La bibliothèque n’est pas qu’un lieu qui abrite des livres (malgré son étymologie), c’est ou ce doit être un espace commun qui crée société autour de tous ces savoirs qui fédèrent le goût pour la connaissance d’une collectivité singulière. Faire société, fédérer, ce n’est pas au fond une question d’espace aménagé ni de collections matérielles, c’est une question de bibliothécaires. Peut-être pas ceux que nous avons connu ni ceux que nous imaginons, certainement pas solitairement ancrés dans leur entreprise. Alors que tout est aujourd’hui document (Jean-Michel Salaün écrit même que « ‘je’ est un document »), qui fera connaissance ?

Je ne sais pas comment évolueront le métier et les fonctions des bibliothécaires, mais je ne pense pas que les bibliothèques existeront sans eux. Les collections migreront sans doute en bonne part vers le numérique, mais l’exigence d’un espace social dynamisé autour de la connaissance devrait perdurer.
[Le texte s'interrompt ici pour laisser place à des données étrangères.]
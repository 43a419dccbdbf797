use winit::window::Window;

use crate::coords::Viewport;
use crate::device::{Gpu, SurfaceErrorAction};
use crate::paint::Color;
use crate::render::{RenderCtx, RenderTarget};
use crate::time::FrameTime;

use super::app::AppControl;

/// Per-frame context passed to `core::App::on_frame`.
///
/// Lifetimes:
/// - `'a` is the duration of the callback invocation
/// - `'w` is the window-borrow lifetime carried by `Gpu<'w>`
pub struct FrameCtx<'a, 'w> {
    pub window: &'a Window,
    pub gpu: &'a mut Gpu<'w>,
    pub time: FrameTime,
}

impl<'a, 'w> FrameCtx<'a, 'w> {
    /// Logical drawable size.
    pub fn viewport(&self) -> Viewport {
        logical_viewport(self.window)
    }

    /// Clears the surface with `clear`, calls `draw` with a ready [`RenderCtx`] and
    /// [`RenderTarget`], then presents the frame.
    ///
    /// Surface loss is handled here; only a fatal surface error asks the
    /// runtime to exit.
    pub fn render<F>(&mut self, clear: Color, draw: F) -> AppControl
    where
        F: FnOnce(&RenderCtx<'_>, &mut RenderTarget<'_>),
    {
        let viewport = self.viewport();

        let mut frame = match self.gpu.begin_frame() {
            Ok(f) => f,
            Err(err) => {
                let action = self.gpu.handle_surface_error(err);
                if action == SurfaceErrorAction::Fatal {
                    return AppControl::Exit;
                }
                return AppControl::Continue;
            }
        };

        // Clear pass, dropped before the encoder is moved into submit().
        {
            let (r, g, b, a) = clear.to_straight();
            let _rpass = frame.encoder.begin_render_pass(&wgpu::RenderPassDescriptor {
                label: Some("arcsweep clear"),
                color_attachments: &[Some(wgpu::RenderPassColorAttachment {
                    view: &frame.view,
                    resolve_target: None,
                    ops: wgpu::Operations {
                        load: wgpu::LoadOp::Clear(wgpu::Color {
                            r: r as f64,
                            g: g as f64,
                            b: b as f64,
                            a: a as f64,
                        }),
                        store: wgpu::StoreOp::Store,
                    },
                    depth_slice: None,
                })],
                depth_stencil_attachment: None,
                timestamp_writes: None,
                occlusion_query_set: None,
                multiview_mask: None,
            });
        }

        let rctx = RenderCtx::new(
            self.gpu.device(),
            self.gpu.queue(),
            self.gpu.surface_format(),
            viewport,
        );

        {
            let mut target = RenderTarget::new(&mut frame.encoder, &frame.view);
            draw(&rctx, &mut target);
        }

        self.window.pre_present_notify();
        self.gpu.submit(frame);

        AppControl::Continue
    }
}

/// Converts the window's physical inner size to logical pixels.
pub(crate) fn logical_viewport(window: &Window) -> Viewport {
    let logical: winit::dpi::LogicalSize<f64> = window.inner_size().to_logical(window.scale_factor());
    Viewport::new(logical.width as f32, logical.height as f32)
}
C »est pourquoi, à la question qui a engagé ma réflexion   « faut-il des bibliothèques sans bibliothécaires ? », je réponds que le stock n’a jamais créé de connaissance. Et à cette autre question liminaire « faut-il encore des bibliothécaires ? », je dois répondre « oui, si vous voulez conserver des lieux qui fassent société ». Bref, des bibliothèques…

16 commentaires »

  1. […] Des bibliothèques sans bibliothécaires ?  […]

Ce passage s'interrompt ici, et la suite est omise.